* **TASK OBJECTIVE**
Go through the records and filter out every line lacking the word "InputInverted"; copy the lines that remain.

* **DATA FOR THIS EXERCISE**

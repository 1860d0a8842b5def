#![cfg_attr(not(test), no_std)]
//! Driver for the `MCP23017` "16-Bit I/O Expander with Serial Interface".
//!
//! The MCP23017 offers 16 configurable I/O lines, split into two eight-bit
//! ports ("A" and "B"), behind an I2C interface.  This crate lets you set the
//! mode of each line (output, input, input with pull-up, input with inverted
//! polarity) and read or write single lines or whole ports without dealing
//! with raw bus transactions or register addresses.
//!
//! The driver holds no state besides the bus handle; every operation reads
//! the device registers fresh.  Construct it once from any
//! [`embedded_hal::i2c::I2c`] implementation and address chips by their
//! 7-bit bus address (0x20..=0x27) on each call:
//!
//! ```
//! use embedded_hal_mock::eh1::i2c as mock_i2c;
//!
//! let mut i2c = mock_i2c::Mock::new(&[
//!     mock_i2c::Transaction::write_read(0x20, vec![0x12], vec![0x55]),
//! ]);
//!
//! let mut mcp = mcp23017_driver::Mcp23017::new(i2c.clone());
//! assert_eq!(mcp.get_port(0x20, 0).unwrap(), 0x55);
//!
//! i2c.done();
//! ```

mod bus;
mod driver;
mod error;

pub use bus::I2cBus;
pub use driver::{Mcp23017, Mode, Register};
pub use error::Error;

pub(crate) use bus::I2cExt;
//! Driver core for the `MCP23017`.
//!
//! Datasheet: https://ww1.microchip.com/downloads/en/devicedoc/20001952c.pdf
//!
//! The chip exposes each register once per port, at `base + port` (port 0 is
//! "A", port 1 is "B").  All operations here take the device address, port
//! and (where applicable) bit explicitly, validate them before touching the
//! bus, and re-read the device on every call.
use core::fmt;

use crate::{Error, I2cBus, I2cExt};

const ADDR_MIN: u8 = 0x20;
const ADDR_MAX: u8 = 0x27;

fn check_address<E>(address: u8) -> Result<(), Error<E>> {
    if (ADDR_MIN..=ADDR_MAX).contains(&address) {
        Ok(())
    } else {
        Err(Error::InvalidAddress(address))
    }
}

fn check_port<E>(port: u8) -> Result<(), Error<E>> {
    if port <= 1 {
        Ok(())
    } else {
        Err(Error::InvalidPort(port))
    }
}

fn check_bit<E>(bit: u8) -> Result<(), Error<E>> {
    if bit <= 7 {
        Ok(())
    } else {
        Err(Error::InvalidBit(bit))
    }
}

/// Register base addresses, valid for BANK=0 (the reset state of the chip,
/// which this driver does not change).
///
/// Each register exists once per port; the port-1 ("B") copy lives at
/// `base + 1`.  Reset value is 0x00 for everything except IODIR, which
/// resets to 0xFF (all pins inputs).
#[derive(Debug, Clone, Copy, PartialEq, Eq)]
pub enum Register {
    /// IODIR: input/output direction: 0=output; 1=input
    Iodir = 0x00,
    /// IPOL: input polarity: 0=register values match input pins; 1=opposite
    Ipol = 0x02,
    /// GPINTEN: interrupt-on-change: 0=disable; 1=enable
    Gpinten = 0x04,
    /// DEFVAL: default values for interrupt-on-change
    Defval = 0x06,
    /// INTCON: interrupt-on-change config: 0=compare to previous pin value;
    ///   1=compare to corresponding bit in DEFVAL
    Intcon = 0x08,
    /// IOCON: configuration register (BANK, MIRROR, SEQOP, DISSLW, ...)
    Iocon = 0x0a,
    /// GPPU: enables weak internal pull-ups on each pin (when configured as
    ///   an input)
    Gppu = 0x0c,
    /// INTF: interrupt flags: 1=corresponding pin caused interrupt
    Intf = 0x0e,
    /// INTCAP: value of each pin at the time it caused an interrupt
    Intcap = 0x10,
    /// GPIO: reflects logic level on pins
    Gpio = 0x12,
    /// OLAT: output latches: sets state for pins configured as outputs
    Olat = 0x14,
}

impl Register {
    /// Effective address of this register for the given port.
    fn for_port(self, port: u8) -> u8 {
        self as u8 + port
    }
}

impl From<Register> for u8 {
    fn from(r: Register) -> u8 {
        r as u8
    }
}

/// Requested configuration for a single I/O line.
///
/// Not stored anywhere; [`Mcp23017::set_mode`] translates it into updates of
/// up to three registers (IODIR, GPPU, IPOL).
#[derive(Debug, Clone, Copy, PartialEq, Eq)]
pub enum Mode {
    /// Line drives its output latch value.
    Output,
    /// High-impedance input.
    Input,
    /// Input with the internal pull-up enabled.
    InputPullup,
    /// Input whose read value is logically inverted.
    InputInverted,
    /// Input with pull-up enabled and inverted read value.
    InputPullupInverted,
}

/// Name and base address of every register, in dump order.
const DUMP_REGS: [(&str, Register); 11] = [
    ("IODIR", Register::Iodir),
    ("IPOL", Register::Ipol),
    ("GPINTEN", Register::Gpinten),
    ("DEFVAL", Register::Defval),
    ("INTCON", Register::Intcon),
    ("IOCON", Register::Iocon),
    ("GPPU", Register::Gppu),
    ("INTF", Register::Intf),
    ("INTCAP", Register::Intcap),
    ("GPIO", Register::Gpio),
    ("OLAT", Register::Olat),
];

/// Driver handle for MCP23017 chips on one I2C bus.
///
/// Owns the bus handle and nothing else; chips are addressed per call, so a
/// single handle serves every MCP23017 on the bus.
pub struct Mcp23017<I2C> {
    i2c: I2C,
}

impl<I2C: I2cBus> Mcp23017<I2C> {
    pub fn new(i2c: I2C) -> Self {
        Self { i2c }
    }

    /// Destroy the driver and release the bus handle.
    pub fn release(self) -> I2C {
        self.i2c
    }

    /// Returns `true` if a device is readable at this address.
    pub fn exists(&mut self, address: u8) -> bool {
        self.read_register(address, 0, Register::Iocon).is_ok()
    }

    /// Read a register of the given port.
    ///
    /// Escape hatch for registers the higher-level operations do not cover;
    /// see the datasheet for register details.
    pub fn read_register(
        &mut self,
        address: u8,
        port: u8,
        reg: Register,
    ) -> Result<u8, Error<I2C::BusError>> {
        check_address(address)?;
        check_port(port)?;
        self.i2c
            .read_reg(address, reg.for_port(port))
            .map_err(Error::Bus)
    }

    /// Write a register of the given port.
    ///
    /// Escape hatch, like [`Mcp23017::read_register`].
    pub fn write_register(
        &mut self,
        address: u8,
        port: u8,
        reg: Register,
        value: u8,
    ) -> Result<(), Error<I2C::BusError>> {
        check_address(address)?;
        check_port(port)?;
        self.i2c
            .write_reg(address, reg.for_port(port), value)
            .map_err(Error::Bus)
    }

    /// Configure the mode of a single I/O line.
    ///
    /// Reads the registers a mode touches, applies the change for this bit
    /// only and writes back, so the other lines of the port are not
    /// disturbed.  A failed read aborts the operation before any register is
    /// written.  The direction register is only written if it actually
    /// changed.
    pub fn set_mode(
        &mut self,
        address: u8,
        port: u8,
        bit: u8,
        mode: Mode,
    ) -> Result<(), Error<I2C::BusError>> {
        check_address(address)?;
        check_port(port)?;
        check_bit(bit)?;

        let dir = self.read_register(address, port, Register::Iodir)?;
        let mut new_dir = dir;
        let mut pullup = None;
        let mut polarity = None;

        match mode {
            Mode::Output => new_dir &= !(1 << bit),
            Mode::Input => new_dir |= 1 << bit,
            Mode::InputPullup => {
                new_dir |= 1 << bit;
                pullup = Some(self.read_register(address, port, Register::Gppu)? | 1 << bit);
            }
            Mode::InputInverted => {
                new_dir |= 1 << bit;
                polarity = Some(self.read_register(address, port, Register::Ipol)? | 1 << bit);
            }
            Mode::InputPullupInverted => {
                new_dir |= 1 << bit;
                pullup = Some(self.read_register(address, port, Register::Gppu)? | 1 << bit);
                polarity = Some(self.read_register(address, port, Register::Ipol)? | 1 << bit);
            }
        }

        if new_dir != dir {
            self.write_register(address, port, Register::Iodir, new_dir)?;
        }
        if let Some(value) = pullup {
            self.write_register(address, port, Register::Gppu, value)?;
        }
        if let Some(value) = polarity {
            self.write_register(address, port, Register::Ipol, value)?;
        }
        Ok(())
    }

    /// Read the raw 8-bit GPIO value of a port.
    pub fn get_port(&mut self, address: u8, port: u8) -> Result<u8, Error<I2C::BusError>> {
        self.read_register(address, port, Register::Gpio)
    }

    /// Read the value of a single GPIO line.
    pub fn get_bit(&mut self, address: u8, port: u8, bit: u8) -> Result<bool, Error<I2C::BusError>> {
        check_bit(bit)?;
        Ok(self.read_register(address, port, Register::Gpio)? & 1 << bit != 0)
    }

    /// Write all 8 GPIO lines of a port at once.
    pub fn set_port(
        &mut self,
        address: u8,
        port: u8,
        value: u8,
    ) -> Result<(), Error<I2C::BusError>> {
        self.write_register(address, port, Register::Gpio, value)
    }

    /// Set a single GPIO line, leaving the other lines of the port untouched.
    ///
    /// Read-modify-write; the write is skipped when the port already holds
    /// the requested value.
    pub fn set_bit(
        &mut self,
        address: u8,
        port: u8,
        bit: u8,
        value: bool,
    ) -> Result<(), Error<I2C::BusError>> {
        check_bit(bit)?;

        let current = self.read_register(address, port, Register::Gpio)?;
        let new = if value {
            current | 1 << bit
        } else {
            current & !(1 << bit)
        };
        if new != current {
            self.write_register(address, port, Register::Gpio, new)?;
        }
        Ok(())
    }

    /// Print the current register state of a device to the given sink.
    ///
    /// All 22 registers are read before anything beyond the header is
    /// printed; if any read fails, a one-line notice is written instead of
    /// partial data.  Bus errors are not returned, only sink errors are.
    pub fn dump<W: fmt::Write>(&mut self, sink: &mut W, address: u8) -> fmt::Result {
        writeln!(sink, "MCP23017 address 0x{:02x}", address)?;

        let mut values = [(0u8, 0u8); DUMP_REGS.len()];
        for (slot, (_, reg)) in values.iter_mut().zip(DUMP_REGS.iter().copied()) {
            let a = self.read_register(address, 0, reg);
            let b = self.read_register(address, 1, reg);
            match (a, b) {
                (Ok(a), Ok(b)) => *slot = (a, b),
                _ => {
                    writeln!(sink, "error reading register 0x{:02x}", u8::from(reg))?;
                    return Ok(());
                }
            }
        }

        for ((name, reg), (a, b)) in DUMP_REGS.iter().copied().zip(values.iter().copied()) {
            writeln!(sink, "{}A 0x{:02x} {:08b}", name, reg.for_port(0), a)?;
            writeln!(sink, "{}B 0x{:02x} {:08b}", name, reg.for_port(1), b)?;
        }
        Ok(())
    }
}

* **ANSWER TO THE PROBLEM**
    InputInverted,
            Mode::InputInverted => {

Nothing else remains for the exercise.